David Liu elected into the National Academy of Sciences

April 26, 2021
Professor David Liu looks at a model of DNA

Liu is recognized, in part, for inventing base editors, which can edit the genomes of living cells with unprecedented precision

 

 

 

On April 26, 2021, the National Academy of Sciences announced the election of 120 new members, including David R. Liu, a professor of chemistry and chemical biology at Harvard University and a Howard Hughes Medical Institute (HHMI) investigator, the Richard Merkin Professor, and member of the Broad Institute of Harvard and MIT. 

The National Academy of Sciences is a private, nonprofit organization of the country’s leading researchers, which recognizes and promotes outstanding science through election to membership. Liu, who was also elected to the National Academy of Medicine in October 2020, earned his membership, in part, for designing a novel, and far more precise, form of genome editing tools known as base editors (named one of four 2017 Breakthrough of the Year finalists by Science).

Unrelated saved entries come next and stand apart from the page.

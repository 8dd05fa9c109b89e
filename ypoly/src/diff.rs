use crate::{Error, Poly, Result, Term};

/// d/dx: each term a·x^d with d > 0 becomes (a·d)·x^(d-1). 
/// Constant terms are dropped. Fails only if a·d does not fit in `i64`.
pub fn differentiate(p: &Poly) -> Result<Poly> { 
    p.iter()
        .filter(|t| !t.is_const())
        .map(diff_term)
        .collect()
}

pub fn nth_derivative(p: &Poly, n: usize) -> Result<Poly> { 
    (0..n).try_fold(p.clone(), |q, _| differentiate(&q))
}

fn diff_term(t: &Term) -> Result<Term> { 
    let (a, d) = (t.coeff(), t.deg());
    let c = a.checked_mul(i64::from(d)).ok_or_else(|| Error::OutOfRange { 
        what: "coefficient", 
        value: format!("{a}·{d}")
    })?;
    Ok(Term::new(c, d - 1))
}
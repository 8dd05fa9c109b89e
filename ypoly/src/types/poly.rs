use std::fmt::{Display, Debug};
use std::str::FromStr;
use delegate::delegate;
use itertools::Itertools;

use crate::{Error, Result};
use super::{Deg, Term};

// A polynomial in x is an ordered sequence of terms.
// Polynomials built by `parse` (from canonical text) and by `differentiate`
// have strictly decreasing exponents. The empty sequence is the zero polynomial.

#[derive(Clone, PartialEq, Eq, Hash, Default)]
pub struct Poly { 
    terms: Vec<Term>
}

impl Poly { 
    pub fn new(terms: Vec<Term>) -> Self { 
        Self { terms }
    }

    pub fn zero() -> Self { 
        Self::default()
    }

    pub fn terms(&self) -> &[Term] { 
        &self.terms
    }

    delegate! { 
        to self.terms { 
            #[call(len)] pub fn nterms(&self) -> usize;
            pub fn is_empty(&self) -> bool;
            pub fn iter(&self) -> std::slice::Iter<'_, Term>;
        }
    }

    pub fn degree(&self) -> Option<Deg> { 
        self.iter().filter(|t| !t.is_zero()).map(|t| t.deg()).max()
    }

    /// Merges like terms, drops zero terms and sorts the result by 
    /// descending exponent. Fails with `OutOfRange` if a merged 
    /// coefficient does not fit in `i64`.
    pub fn simplify(&self) -> Result<Self> { 
        let mut terms = vec![];

        let chunks = self.iter()
            .sorted_by(|t1, t2| t2.deg().cmp(&t1.deg()))
            .chunk_by(|t| t.deg());

        for (d, chunk) in &chunks { 
            let a = chunk.map(|t| t.coeff()).try_fold(0i64, |acc, a| 
                acc.checked_add(a).ok_or_else(|| Error::OutOfRange { 
                    what: "coefficient", 
                    value: format!("{acc} + {a}") 
                })
            )?;
            if a != 0 { 
                terms.push(Term::new(a, d));
            }
        }

        Ok(Self::new(terms))
    }
}

impl FromIterator<Term> for Poly { 
    fn from_iter<T: IntoIterator<Item = Term>>(iter: T) -> Self {
        Self::new(iter.into_iter().collect())
    }
}

impl FromIterator<(i64, Deg)> for Poly { 
    fn from_iter<T: IntoIterator<Item = (i64, Deg)>>(iter: T) -> Self {
        iter.into_iter().map(Term::from).collect()
    }
}

impl IntoIterator for Poly { 
    type Item = Term;
    type IntoIter = std::vec::IntoIter<Term>;

    fn into_iter(self) -> Self::IntoIter {
        self.terms.into_iter()
    }
}

impl<'a> IntoIterator for &'a Poly { 
    type Item = &'a Term;
    type IntoIter = std::slice::Iter<'a, Term>;

    fn into_iter(self) -> Self::IntoIter {
        self.terms.iter()
    }
}

impl FromStr for Poly { 
    type Err = Error;
    fn from_str(s: &str) -> Result<Self> {
        crate::parse(s)
    }
}

impl Display for Poly { 
    fn fmt(&self, f: &mut std::fmt::Formatter<'_>) -> std::fmt::Result {
        f.write_str(&crate::format(self))
    }
}

impl Debug for Poly { 
    fn fmt(&self, f: &mut std::fmt::Formatter<'_>) -> std::fmt::Result {
        let list = self.iter().map(|t| (t.coeff(), t.deg())).collect_vec();
        write!(f, "{list:?}")
    }
}

#[cfg(feature = "serde")]
impl serde::Serialize for Poly { 
    fn serialize<S>(&self, serializer: S) -> std::result::Result<S::Ok, S::Error>
    where S: serde::Serializer {
        serializer.serialize_str(&crate::format(self))
    }
}

#[cfg(feature = "serde")]
impl<'de> serde::Deserialize<'de> for Poly { 
    fn deserialize<D>(deserializer: D) -> std::result::Result<Self, D::Error>
    where D: serde::Deserializer<'de> {
        let s = <String as serde::Deserialize>::deserialize(deserializer)?;
        crate::parse(&s).map_err(serde::de::Error::custom)
    }
}

#[cfg(test)]
mod tests {
    use super::*;

    #[test]
    fn init() { 
        let p = Poly::from_iter([(3, 2), (2, 1), (5, 0)]);
        assert_eq!(p.nterms(), 3);
        assert_eq!(p.terms()[0], Term::new(3, 2));
        assert_eq!(p.degree(), Some(2));
    }

    #[test]
    fn zero() { 
        let p = Poly::zero();
        assert!(p.is_empty());
        assert_eq!(p.degree(), None);

        let p = Poly::from_iter([(0, 3), (0, 0)]);
        assert!(!p.is_empty());
        assert_eq!(p.degree(), None);
        assert_eq!(p.simplify(), Ok(Poly::zero()));
    }

    #[test]
    fn structural_eq() { 
        let p = Poly::from_iter([(1, 1), (2, 1)]);
        let q = Poly::from_iter([(3, 1)]);
        assert_ne!(p, q);
        assert_eq!(p.clone(), p);
    }

    #[test]
    fn simplify() { 
        let p = Poly::from_iter([(2, 1), (3, 1), (1, 3), (4, 0), (-4, 0)]);
        assert_eq!(p.simplify(), Ok(Poly::from_iter([(1, 3), (5, 1)])));

        let p = Poly::from_iter([(1, 2), (-1, 2)]);
        assert_eq!(p.simplify(), Ok(Poly::zero()));
    }

    #[test]
    fn simplify_concatenated() { 
        let p = Poly::from_iter([(1, 2), (1, 0)]);
        let q = Poly::from_iter([(1, 2), (-1, 0)]);
        let sum = p.into_iter().chain(q).collect::<Poly>();
        assert_eq!(sum.nterms(), 4);
        assert_eq!(sum.simplify(), Ok(Poly::from_iter([(2, 2)])));
    }

    #[test]
    fn simplify_overflow() { 
        let p = Poly::from_iter([(i64::MAX, 1), (1, 1)]);
        assert!(matches!(p.simplify(), Err(Error::OutOfRange { .. })));
    }

    #[test]
    fn debug() { 
        let p = Poly::from_iter([(3, 2), (2, 1), (5, 0)]);
        assert_eq!(format!("{p:?}"), "[(3, 2), (2, 1), (5, 0)]");
    }

    #[test]
    fn from_str() { 
        let p: Poly = "x^2-2".parse().unwrap();
        assert_eq!(p, Poly::from_iter([(1, 2), (-2, 0)]));
        assert!("x^".parse::<Poly>().is_err());
    }

    #[test]
    #[cfg(feature = "serde")]
    fn serialize() { 
        let p = Poly::from_iter([(-1, 2), (2, 1), (-5, 0)]);
        let ser = serde_json::to_string(&p).unwrap();
        let des = serde_json::from_str::<Poly>(&ser).unwrap();

        assert_eq!(&ser, "\"-x^2+2x-5\"");
        assert_eq!(des, p);
    }
}
mod term;
mod poly;

pub use term::*;
pub use poly::*;
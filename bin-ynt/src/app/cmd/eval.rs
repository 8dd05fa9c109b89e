use itertools::Itertools;
use ypoly::{evaluate, evaluate_derivative_at};
use super::super::err::*;
use super::super::utils::*;

pub fn dispatch(args: &Args) -> Result<String, Box<dyn std::error::Error>> {
    ensure!(!args.xs.is_empty(), "no point given.");

    let p = load_poly(&args.equation, false)?;
    let f = if args.derivative { 
        evaluate_derivative_at
    } else { 
        evaluate
    };

    let res = args.xs.iter().map(|&x| 
        if args.xs.len() > 1 { 
            format!("{x}\t{}", f(&p, x))
        } else { 
            f(&p, x).to_string()
        }
    ).join("\n");

    Ok(res)
}

#[derive(Clone, Default, Debug, clap::Args)]
pub struct Args { 
    pub equation: String,

    #[arg(allow_hyphen_values = true)]
    pub xs: Vec<f64>,

    #[arg(short, long)]
    pub derivative: bool,

    #[arg(long, default_value = "0")]
    pub log: u8,
}

#[cfg(test)]
mod tests { 
    use super::*;

    #[test]
    fn test1() { 
        let args = Args { 
            equation: "3x^2+2x+5".to_string(), 
            xs: vec![2.0],
            ..Default::default()
        };
        assert_eq!(dispatch(&args).unwrap(), "21");
    }

    #[test]
    fn derivative() { 
        let args = Args { 
            equation: "3x^2+2x+5".to_string(), 
            xs: vec![2.0],
            derivative: true,
            ..Default::default()
        };
        assert_eq!(dispatch(&args).unwrap(), "14");
    }

    #[test]
    fn multiple() { 
        let args = Args { 
            equation: "x^2-2".to_string(), 
            xs: vec![-1.0, 0.5],
            ..Default::default()
        };
        assert_eq!(dispatch(&args).unwrap(), "-1\t-1\n0.5\t-1.75");
    }

    #[test]
    fn no_points() { 
        let args = Args { 
            equation: "x".to_string(), 
            ..Default::default()
        };
        assert!(dispatch(&args).is_err());
    }
}
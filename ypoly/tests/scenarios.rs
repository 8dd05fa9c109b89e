use ypoly::*;

fn poly<const N: usize>(terms: [(i64, Deg); N]) -> Poly { 
    Poly::from_iter(terms)
}

#[test]
fn quadratic() { 
    let p = parse("3x^2+2x+5").unwrap();
    assert_eq!(p, poly([(3, 2), (2, 1), (5, 0)]));
    assert_eq!(format(&p), "3x^2+2x+5");

    let dp = differentiate(&p).unwrap();
    assert_eq!(dp, poly([(6, 1), (2, 0)]));
    assert_eq!(format(&dp), "6x+2");
}

#[test]
fn negative_leading() { 
    let p = parse("-x^2+2x-5").unwrap();
    assert_eq!(p, poly([(-1, 2), (2, 1), (-5, 0)]));
    assert_eq!(format(&p), "-x^2+2x-5");
}

#[test]
fn boundaries() { 
    assert_eq!(parse(""), Ok(Poly::zero()));
    assert_eq!(format(&Poly::zero()), "0");
}

#[test]
fn round_trips() { 
    let inputs = [
        "x", "-x", "7", "-7", "x^2", "-x^3+x", "10x^10-9x^9+8", 
        "x+x", "1-x", "x^0", "0", "123x^45-67x^8-9",
    ];
    for s in inputs { 
        let p = parse(s).unwrap();
        assert_eq!(parse(&format(&p)), Ok(p), "input: {s}");
    }
}

#[test]
fn zero_terms_dropped_by_format() { 
    let p = parse("x+0").unwrap();
    assert_eq!(p, poly([(1, 1), (0, 0)]));
    assert_eq!(format(&p), "x");
    assert_eq!(parse(&format(&p)), Ok(poly([(1, 1)])));

    let p = parse("0x+1").unwrap();
    assert_eq!(p, poly([(0, 1), (1, 0)]));
    assert_eq!(format(&p), "1");
    assert_eq!(parse(&format(&p)), Ok(poly([(1, 0)])));
    assert_eq!(parse(&format(&p)), p.simplify());
}

#[test]
fn repeated_differentiation() { 
    for s in ["x^5-3x^2+1", "7", "x", "-4x^3+2x^2"] { 
        let p = parse(s).unwrap();
        let k = p.degree().unwrap_or(0) as usize;
        assert_eq!(nth_derivative(&p, k + 1), Ok(Poly::zero()), "input: {s}");
    }
}

#[test]
fn derivative_evaluation() { 
    let p = parse("2x^6-x^5+3x^2-x+11").unwrap();
    let dp = differentiate(&p).unwrap();

    for i in -20..=20 { 
        let x = i as f64 * 0.37;
        assert_eq!(evaluate(&dp, x), evaluate_derivative_at(&p, x));
    }
}

#[test]
fn newton_sqrt2() { 
    let p = parse("x^2-2").unwrap();
    let x = find_root(&p, 2.0, 1e-6, 20).unwrap();
    assert!((x - 1.41421356).abs() < 1e-6);
}

#[test]
fn newton_constant() { 
    let p = parse("5").unwrap();
    let res = find_root(&p, 2.0, 1e-6, 20);
    assert!(matches!(res, Err(Error::DivisionByZero { iter: 1, .. })));
}
mod app;

pub mod cmd;
pub mod err;
pub mod utils;

pub use app::*;
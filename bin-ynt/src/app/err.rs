#[derive(Debug, derive_more::Display)]
pub struct AppErr(pub(crate) String);

impl std::error::Error for AppErr {}

macro_rules! err {
    ($($arg:tt)*) => {{
        let e = AppErr(format!($($arg)*));
        Err( e.into() )
    }}
}

macro_rules! ensure {
    ($cond:expr, $($arg:tt)*) => {{
        if !$cond { 
            return err!($($arg)*);
        }
    }}
}

pub(crate) use {err, ensure};
use std::io::BufRead;
use log::info;
use serde::Serialize;
use ypoly::{differentiate, Error, Newton, NewtonCfg, Poly, Root, Step};
use super::super::utils::*;

pub fn dispatch(args: &Args) -> Result<String, Box<dyn std::error::Error>> {
    let stdin = std::io::stdin();
    let mut input = stdin.lock();
    App::new(args.clone()).run(&mut input)
}

/// Missing `equation` and `x0` are read from the input stream. 
/// Missing `tolerance` and `max_iter` take the defaults of `NewtonCfg`.
#[derive(Clone, Default, Debug, clap::Args)]
pub struct Args { 
    pub equation: Option<String>,

    #[arg(short = 'x', long, allow_hyphen_values = true)]
    pub x0: Option<f64>,

    #[arg(short, long)]
    pub tolerance: Option<f64>,

    #[arg(short = 'n', long)]
    pub max_iter: Option<usize>,

    #[arg(short, long)]
    pub simplify: bool,

    #[arg(short, long, default_value = "ascii")]
    pub format: Format,

    #[arg(short, long, default_value = "text")]
    pub output: Output,

    #[arg(short, long)]
    pub quiet: bool,

    #[arg(long, default_value = "0")]
    pub log: u8,
}

#[derive(Serialize, Debug)]
struct Report<'a> { 
    equation: &'a Poly,
    derivative: &'a Poly,
    x0: f64,
    cfg: NewtonCfg,
    steps: &'a [Step],
    root: Option<Root>,
}

pub struct App { 
    args: Args,
    buff: String,
}

impl App { 
    pub fn new(args: Args) -> Self { 
        let buff = String::with_capacity(1024);
        App { args, buff }
    }

    pub fn run<R>(&mut self, input: &mut R) -> Result<String, Box<dyn std::error::Error>>
    where R: BufRead { 
        let eq: String = match &self.args.equation { 
            Some(s) => s.clone(),
            None => prompt(input, "Enter an equation: ")?
        };
        let x0: f64 = match self.args.x0 { 
            Some(x) => x,
            None => prompt(input, "Enter an initial guess: ")?
        };
        let cfg = NewtonCfg::new(
            self.args.tolerance.unwrap_or(NewtonCfg::DEFAULT_TOLERANCE),
            self.args.max_iter.unwrap_or(NewtonCfg::DEFAULT_MAX_ITER)
        );

        let p = load_poly(&eq, self.args.simplify)?;
        let dp = differentiate(&p)?;

        info!("equation: {p}, derivative: {dp}");
        info!("x0: {x0}, cfg: {cfg:?}");

        let mut steps = vec![];
        let res = Newton::new(&p, cfg).run_with(x0, |s| steps.push(*s));

        let root = match res { 
            Ok(r) => Some(r),
            Err(Error::NoRootFound { .. }) => None,
            Err(e) => return Err(e.into())
        };

        info!("root: {root:?}");

        match self.args.output { 
            Output::Text => self.show_text(&p, &dp, &steps, root),
            Output::Json => { 
                let report = Report { equation: &p, derivative: &dp, x0, cfg, steps: &steps, root };
                let json = serde_json::to_string_pretty(&report)?;
                self.out(&json);
            }
        }

        Ok(self.flush())
    }

    fn show_text(&mut self, p: &Poly, dp: &Poly, steps: &[Step], root: Option<Root>) { 
        let fmt = self.args.format;
        self.out(&header(&fmt.poly(p), &fmt.poly(dp)));

        if !self.args.quiet && !steps.is_empty() { 
            self.out(&steps_table(steps));
        }

        match root { 
            Some(r) => self.out(&format!("Root: {}", r.x)),
            None    => self.out("No root found.")
        }
    }

    fn out(&mut self, str: &str) { 
        self.buff.push_str(str);
        self.buff.push('\n');
    }

    fn flush(&mut self) -> String { 
        let res = std::mem::take(&mut self.buff);
        res.trim().to_string()
    }
}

In his lab, Liu also invented new methods to engineer, evolve, and perform in vivo delivery of genome editing proteins (including his base editors) to study and treat genetic diseases. With another Liu lab invetion called phage-assisted continuous evolution (PACE), Liu rapidly evolves new proteins with novel therapeutic potential. He also discovered bioactive synthetic small molecules and synthetic polymers using DNA-templated organic synthesis and DNA-encoded libraries. 

 

Professor David Liu

David Liu, one of 120 newly elected members of the National Academy of Sciences, was previously named one of the Top 20 Translational Researchers in the world by Nature Biotechnology, one of Nature’s top 10 researchers in the world, and included in the Foreign Policy Leading Global Thinkers

 

In less than two years, base editing has been used by hundreds of laboratories to edit bacteria, yeast, rice, corn, wheat, tomatoes, frogs, fish, mice, and even human embryos, and has greatly advanced our ability to understand and treat genetic diseases, thousands of which are caused by point mutations suitable for base editing.

Most recently, Liu used an adenine base-editing treatment in mice with the rapid-aging disease progeria. The treatment successfully converted the genetic errors responsbile for the disease to their healthy form, leading to a dramatic improvement in tissue health. Treated mice lived about two and a half times longer, a huge improvement, which moves the technology a critical step closer to treatment in humans.

“I am pleased to welcome all of our new members," said National Academy of Sciences President Marcia McNutt in a press release, "and I look forward to engaging with them in the work of the National Academies.”